I2R-NUS-MSRA at TAC 2011: Entity Linking.
Wei Zhang,Chew Lim Tan,Jian Su,Bin Chen,Wenting Wang,Zhiqiang Toh,Yanchuan Sim,Yunbo Cao,Chin-Yew Lin
2011-01-01
Theory and applications of categories
Abstract:In this paper, we report the joint participation of I2R-NUS team and MSRA team in entity linking task for Knowledge Base Population at Text Analysis Conference 2011. I2R-NUS team submitted two results with the full system and the partial system for diagnosis purpose. Both results incorporate the new technologies: acronym expansion, instance selection and topic modeling proposed in our recent papers.
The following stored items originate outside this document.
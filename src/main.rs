use std::io::{self, Write};
use std::time::Duration;

use clap::Parser;
use tracing::{error, warn};

use tmux_sessions::alfred::ScriptFilter;
use tmux_sessions::app;
use tmux_sessions::tmux::{TmuxClient, DEFAULT_TIMEOUT};

/// Written if the real document cannot be serialized
const FALLBACK_JSON: &str =
    r#"{"items":[{"title":"Unexpected error","subtitle":"failed to serialize output","valid":false}]}"#;

/// The whole argv is the launcher query: no flags are recognised, so
/// `--version` or `-h` typed into the launcher is searched for like any name.
#[derive(Parser, Debug)]
#[command(name = "tmux-sessions", disable_help_flag = true, disable_version_flag = true)]
struct Args {
    /// Filter sessions by name (case-insensitive); also the name for a new session
    #[arg(allow_hyphen_values = true)]
    query: Option<String>,
}

/// Runtime settings, read from the environment only
#[derive(Debug, Clone, PartialEq)]
struct Settings {
    /// tmux executable to run (`TMUX_SESSIONS_TMUX`)
    tmux_path: String,
    /// Bound on `tmux list-sessions` (`TMUX_SESSIONS_TIMEOUT`, seconds)
    timeout: Duration,
}

impl Settings {
    fn from_env() -> Self {
        Self::from_vars(
            std::env::var("TMUX_SESSIONS_TMUX").ok(),
            std::env::var("TMUX_SESSIONS_TIMEOUT").ok(),
        )
    }

    fn from_vars(tmux_path: Option<String>, timeout: Option<String>) -> Self {
        let tmux_path = match tmux_path {
            Some(path) if !path.trim().is_empty() => path,
            _ => "tmux".to_string(),
        };

        let timeout = match timeout.as_deref().map(str::trim) {
            None | Some("") => DEFAULT_TIMEOUT,
            Some(secs) => match secs.parse::<u64>() {
                Ok(secs) => Duration::from_secs(secs),
                Err(e) => {
                    warn!("ignoring TMUX_SESSIONS_TIMEOUT={:?}: {}", secs, e);
                    DEFAULT_TIMEOUT
                }
            },
        };

        Self { tmux_path, timeout }
    }
}

#[tokio::main(flavor = "current_thread")]
async fn main() {
    // Logs go to stderr; stdout is reserved for the JSON document
    tracing_subscriber::fmt()
        .with_writer(io::stderr)
        .with_env_filter(
            tracing_subscriber::EnvFilter::try_from_default_env()
                .unwrap_or_else(|_| tracing_subscriber::EnvFilter::new("warn")),
        )
        .init();

    let doc = match Args::try_parse() {
        Ok(args) => {
            let settings = Settings::from_env();
            let query = args.query.as_deref().unwrap_or("").trim();
            let client = TmuxClient::with_path(settings.tmux_path).with_timeout(settings.timeout);
            app::run(&client, query, chrono::Utc::now()).await
        }
        Err(err) => {
            // clap's message ends with usage text; the first line is enough here
            let message = err.to_string();
            let first_line = message.lines().next().unwrap_or("invalid arguments");
            let err = anyhow::anyhow!("{}", first_line.trim_start_matches("error: "));
            ScriptFilter::new(vec![app::error_item(&err)])
        }
    };

    emit(&doc);
}

/// Write exactly one JSON document to stdout
fn emit(doc: &ScriptFilter) {
    let json = doc.to_json().unwrap_or_else(|e| {
        error!("failed to serialize output: {}", e);
        FALLBACK_JSON.to_string()
    });

    let mut stdout = io::stdout().lock();
    if let Err(e) = writeln!(stdout, "{}", json).and_then(|_| stdout.flush()) {
        error!("failed to write output: {}", e);
    }
}

#[cfg(test)]
mod tests {
    use super::*;

    #[test]
    fn test_fallback_json_is_valid() {
        let value: serde_json::Value = serde_json::from_str(FALLBACK_JSON).unwrap();
        assert_eq!(value["items"][0]["valid"], false);
    }

    fn parse_query(arg: &str) -> Option<String> {
        Args::try_parse_from(["tmux-sessions", arg]).unwrap().query
    }

    #[test]
    fn test_no_argument_is_empty_query() {
        let args = Args::try_parse_from(["tmux-sessions"]).unwrap();
        assert_eq!(args.query, None);
    }

    #[test]
    fn test_flag_like_queries_are_queries() {
        let args = [
            "--version",
            "-V",
            "-h",
            "--help",
            "--tmux",
            "--tmux=/x",
            "--timeout",
            "-scratch",
        ];
        for arg in args {
            assert_eq!(parse_query(arg).as_deref(), Some(arg), "argument {arg:?}");
        }
    }

    #[test]
    fn test_plain_query() {
        assert_eq!(parse_query("My Project").as_deref(), Some("My Project"));
    }

    #[test]
    fn test_settings_defaults() {
        let settings = Settings::from_vars(None, None);
        assert_eq!(settings.tmux_path, "tmux");
        assert_eq!(settings.timeout, DEFAULT_TIMEOUT);

        assert_eq!(Settings::from_vars(Some(" ".into()), Some("".into())), settings);
    }

    #[test]
    fn test_settings_from_vars() {
        let settings = Settings::from_vars(Some("/opt/bin/tmux".into()), Some("2".into()));
        assert_eq!(settings.tmux_path, "/opt/bin/tmux");
        assert_eq!(settings.timeout, Duration::from_secs(2));
    }

    #[test]
    fn test_settings_bad_timeout_uses_default() {
        let settings = Settings::from_vars(None, Some("soon".into()));
        assert_eq!(settings.timeout, DEFAULT_TIMEOUT);
    }
}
In clustering step, three clustering algorithms: spectral graph partitioning (SGP), hierarchical agglomerative clustering (HAC) and latent Dirichlet allocation (LDA) are combined for the full system. The full system achieves a competitive F-score 0.831 1 . The partial system uses only Wikipedia Source to generate candidates for KB linking and only LDA for clustering , which leads to 0.813 Fscore. Although due to the time constrain, the combined result of I2R-NUS full system with MSRA KB linking result was not submitted, it shows 0.828 F-score afterwards.